Mãe Stella é patrimônio da Bahia. No mérito, se foi deixando o bom recado

    E é assim que prevalecerá na história

    Frase da vez

    “O coração é uma riqueza que não se vende nem se compra. Presenteia-se”

    Gustave Flaubert, escritor francês (1821-1880)

    Foto: Terreiro Afonjá
    Foto: Terreiro Afonjá

     

    Pelo que representou como sacerdotisa do candomblé, pelo símbolo que se tornou como líder religiosa, Mãe Stella de Oxóssi, também pelo respeito que impunha com a força moral das palavras, tornou-se um ícone da Bahia.

    Confinar o velório a uma Câmara de Vereadores, no caso, a de Nazaré, com todo respeito aos nazarenos, é muito menor do que ela. Dona Grazielle Domini, a companheira dela, por ser tutora, achou-se também dona do corpo e chegou a chamar a polícia, em Santo Antonio de Jesus, para impedir a transferência para Salvador.
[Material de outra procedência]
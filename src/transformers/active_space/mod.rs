//! Active-space reduction of molecular integral records.
//!
//! The orbitals of a record are partitioned into an active and an inactive set. The electrons in
//! the inactive orbitals are folded into an effective one-electron operator, the inactive Fock
//! operator
//! ```math
//!     F^{\mathrm{I}}_{\mu\nu} = h_{\mu\nu}
//!         + \sum_{\lambda\sigma} D^{\mathrm{I}}_{\sigma\lambda} (\lambda\sigma|\mu\nu)
//!         - \tfrac{1}{2} \sum_{\lambda\sigma} D^{\mathrm{I}}_{\lambda\sigma} (\mu\lambda|\sigma\nu),
//! ```
//! and the energy they contribute is recorded as a constant shift. Only the active orbitals are
//! retained in the reduced record.

use std::fmt;

use anyhow::{self, ensure, format_err};
use derive_builder::Builder;
use itertools::Itertools;
use log;
use ndarray::{Array1, Array2, Array4, Axis, Ix0, Ix2};
use ndarray_einsum_beta::*;
use serde::{Deserialize, Serialize};

use crate::integrals::{
    transform_onee, transform_twoe, DipoleIntegrals, MolecularIntegrals, SpinChannel,
};
use crate::io::format::{nice_bool, nice_indices, qredux_warn, write_subtitle, write_title};
use crate::transformers::{ActiveSpaceError, ConfigurationError, OrbitalReducer};

#[cfg(test)]
#[path = "active_space_tests.rs"]
mod active_space_tests;

// ==================
// Struct definitions
// ==================

// ----------
// Parameters
// ----------

fn default_occupation_threshold() -> f64 {
    1e-8
}

/// A structure containing control parameters for active-space reduction.
///
/// Two mutually exclusive modes are available: either [`Self::freeze_core`] is set (optionally
/// together with [`Self::remove_orbitals`]), or both [`Self::num_electrons`] and
/// [`Self::num_molecular_orbitals`] are given.
#[derive(Clone, Builder, Debug, Serialize, Deserialize)]
pub struct ActiveSpaceParams {
    /// The number of active electrons.
    #[builder(setter(strip_option), default = "None")]
    #[serde(default)]
    pub num_electrons: Option<usize>,

    /// The number of active molecular orbitals.
    #[builder(setter(strip_option), default = "None")]
    #[serde(default)]
    pub num_molecular_orbitals: Option<usize>,

    /// The number of active $`\alpha`$ electrons. Only meaningful for spin-unrestricted records;
    /// otherwise the split is derived from the spin multiplicity.
    #[builder(setter(strip_option), default = "None")]
    #[serde(default)]
    pub num_alpha: Option<usize>,

    /// Explicit indices of the active molecular orbitals. If not given, the active orbitals form
    /// a contiguous block directly above the doubly occupied inactive ones.
    #[builder(setter(strip_option), default = "None")]
    #[serde(default)]
    pub active_orbitals: Option<Vec<usize>>,

    /// Boolean indicating if the core orbitals of the record are to be frozen.
    #[builder(default = "false")]
    #[serde(default)]
    pub freeze_core: bool,

    /// Additional orbitals to be removed in freeze-core mode.
    #[builder(default = "vec![]")]
    #[serde(default)]
    pub remove_orbitals: Vec<usize>,

    /// Tolerance for comparing summed occupation numbers against integral electron counts.
    #[builder(default = "default_occupation_threshold()")]
    #[serde(default = "default_occupation_threshold")]
    pub occupation_threshold: f64,
}

impl ActiveSpaceParams {
    /// Returns a builder to construct a [`ActiveSpaceParams`] structure.
    pub fn builder() -> ActiveSpaceParamsBuilder {
        ActiveSpaceParamsBuilder::default()
    }

    /// Resolves the reduction mode described by these parameters.
    ///
    /// # Errors
    ///
    /// Errors with [`ConfigurationError`] if no mode or more than one mode can be resolved.
    pub fn mode(&self) -> Result<ActiveSpaceMode, ConfigurationError> {
        let explicit_given = self.num_electrons.is_some()
            || self.num_molecular_orbitals.is_some()
            || self.num_alpha.is_some()
            || self.active_orbitals.is_some();
        if self.freeze_core {
            if explicit_given {
                return Err(ConfigurationError(
                    "`freeze_core` cannot be combined with explicit active-space sizing"
                        .to_string(),
                ));
            }
            return Ok(ActiveSpaceMode::FreezeCore {
                remove_orbitals: self.remove_orbitals.clone(),
            });
        }
        if !self.remove_orbitals.is_empty() {
            return Err(ConfigurationError(
                "`remove_orbitals` is only meaningful together with `freeze_core`".to_string(),
            ));
        }
        match (self.num_electrons, self.num_molecular_orbitals) {
            (Some(num_electrons), Some(num_orbitals)) => Ok(ActiveSpaceMode::Explicit {
                num_electrons,
                num_orbitals,
                num_alpha: self.num_alpha,
                active_orbitals: self.active_orbitals.clone(),
            }),
            _ if explicit_given => Err(ConfigurationError(
                "both `num_electrons` and `num_molecular_orbitals` must be given for explicit active-space sizing"
                    .to_string(),
            )),
            _ => Err(ConfigurationError(
                "neither `freeze_core` nor explicit active-space sizing has been requested"
                    .to_string(),
            )),
        }
    }
}

impl Default for ActiveSpaceParams {
    fn default() -> Self {
        Self::builder()
            .build()
            .expect("Unable to construct a default `ActiveSpaceParams`.")
    }
}

impl fmt::Display for ActiveSpaceParams {
    fn fmt(&self, f: &mut fmt::Formatter<'_>) -> fmt::Result {
        write_title(f, "Active-Space Reduction")?;
        writeln!(f)?;
        writeln!(f, "Freeze core: {}", nice_bool(self.freeze_core))?;
        if self.freeze_core {
            writeln!(
                f,
                "Removed orbitals: {}",
                nice_indices(Some(&self.remove_orbitals))
            )?;
        } else {
            let nice_count = |count: Option<usize>| {
                count
                    .map(|n| n.to_string())
                    .unwrap_or_else(|| "--".to_string())
            };
            writeln!(f, "Active electrons: {}", nice_count(self.num_electrons))?;
            writeln!(
                f,
                "Active molecular orbitals: {}",
                nice_count(self.num_molecular_orbitals)
            )?;
            writeln!(f, "Active α electrons: {}", nice_count(self.num_alpha))?;
            writeln!(
                f,
                "Explicit active orbitals: {}",
                nice_indices(self.active_orbitals.as_ref())
            )?;
        }
        writeln!(
            f,
            "Occupation threshold: {:.3e}",
            self.occupation_threshold
        )?;
        writeln!(f)?;
        Ok(())
    }
}

/// An enumerated type for the resolved modes of active-space reduction.
#[derive(Clone, Debug, PartialEq, Eq)]
pub enum ActiveSpaceMode {
    /// Variant for freezing the core orbitals of the record, together with any additional
    /// orbitals to be removed. All remaining orbitals are active.
    FreezeCore { remove_orbitals: Vec<usize> },

    /// Variant for explicit sizing of the active space.
    Explicit {
        num_electrons: usize,
        num_orbitals: usize,
        num_alpha: Option<usize>,
        active_orbitals: Option<Vec<usize>>,
    },
}

// ---------
// Partition
// ---------

/// A partition of the molecular orbitals of a record into active and inactive sets, together with
/// the electrons retained in the active set.
#[derive(Clone, Debug, PartialEq, Eq)]
pub struct OrbitalPartition {
    active: Vec<usize>,
    inactive: Vec<usize>,
    num_alpha: usize,
    num_beta: usize,
    num_inactive_electrons: usize,
}

impl OrbitalPartition {
    /// Constructs a partition from the active orbitals, the inactive set being their complement in
    /// `0..num_orbitals`.
    fn from_active(
        active: Vec<usize>,
        num_orbitals: usize,
        num_alpha: usize,
        num_beta: usize,
        num_inactive_electrons: usize,
    ) -> Self {
        let inactive = (0..num_orbitals)
            .filter(|i| !active.contains(i))
            .collect_vec();
        Self {
            active,
            inactive,
            num_alpha,
            num_beta,
            num_inactive_electrons,
        }
    }

    /// Returns the indices of the active orbitals, in the order they appear in the reduced record.
    pub fn active(&self) -> &Vec<usize> {
        &self.active
    }

    /// Returns the indices of the inactive orbitals in increasing order.
    pub fn inactive(&self) -> &Vec<usize> {
        &self.inactive
    }

    /// Returns the number of active $`\alpha`$ electrons.
    pub fn num_alpha(&self) -> usize {
        self.num_alpha
    }

    /// Returns the number of active $`\beta`$ electrons.
    pub fn num_beta(&self) -> usize {
        self.num_beta
    }

    /// Returns the number of active electrons.
    pub fn num_active_electrons(&self) -> usize {
        self.num_alpha + self.num_beta
    }

    /// Returns the number of inactive electrons.
    pub fn num_inactive_electrons(&self) -> usize {
        self.num_inactive_electrons
    }
}

impl fmt::Display for OrbitalPartition {
    fn fmt(&self, f: &mut fmt::Formatter<'_>) -> fmt::Result {
        write_subtitle(f, "Orbital partition")?;
        writeln!(f, "Active orbitals: {}", nice_indices(Some(&self.active)))?;
        writeln!(f, "Inactive orbitals: {}", nice_indices(Some(&self.inactive)))?;
        writeln!(
            f,
            "Active electrons: {} (α: {}, β: {})",
            self.num_active_electrons(),
            self.num_alpha,
            self.num_beta
        )?;
        writeln!(f, "Inactive electrons: {}", self.num_inactive_electrons)?;
        Ok(())
    }
}

// -------
// Context
// -------

/// Quantities derived from one record and one partition, shared by all steps of a single
/// reduction.
struct ReductionContext<'a> {
    molecule: &'a MolecularIntegrals,
    partition: OrbitalPartition,

    /// Active coefficient columns, one matrix per spin space.
    c_active: Vec<Array2<f64>>,

    /// Active occupation numbers, one vector per spin space.
    occ_active: Vec<Array1<f64>>,

    /// Inactive density matrices in the atomic-orbital basis, one per spin space.
    density: Vec<Array2<f64>>,
}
    Ou seja, um caso que começou com polícia entrou pela justiça.

    Mãe Stella não merecia isso. Oscar Niemayer dizia que a vida é assim, cada um vem, dá o seu recado e vai embora. E é claro que o recado tem hierarquia. Ela deu o bom recado.

    Ela é maior, é patrimônio da Bahia. E é assim que prevalecerá na história.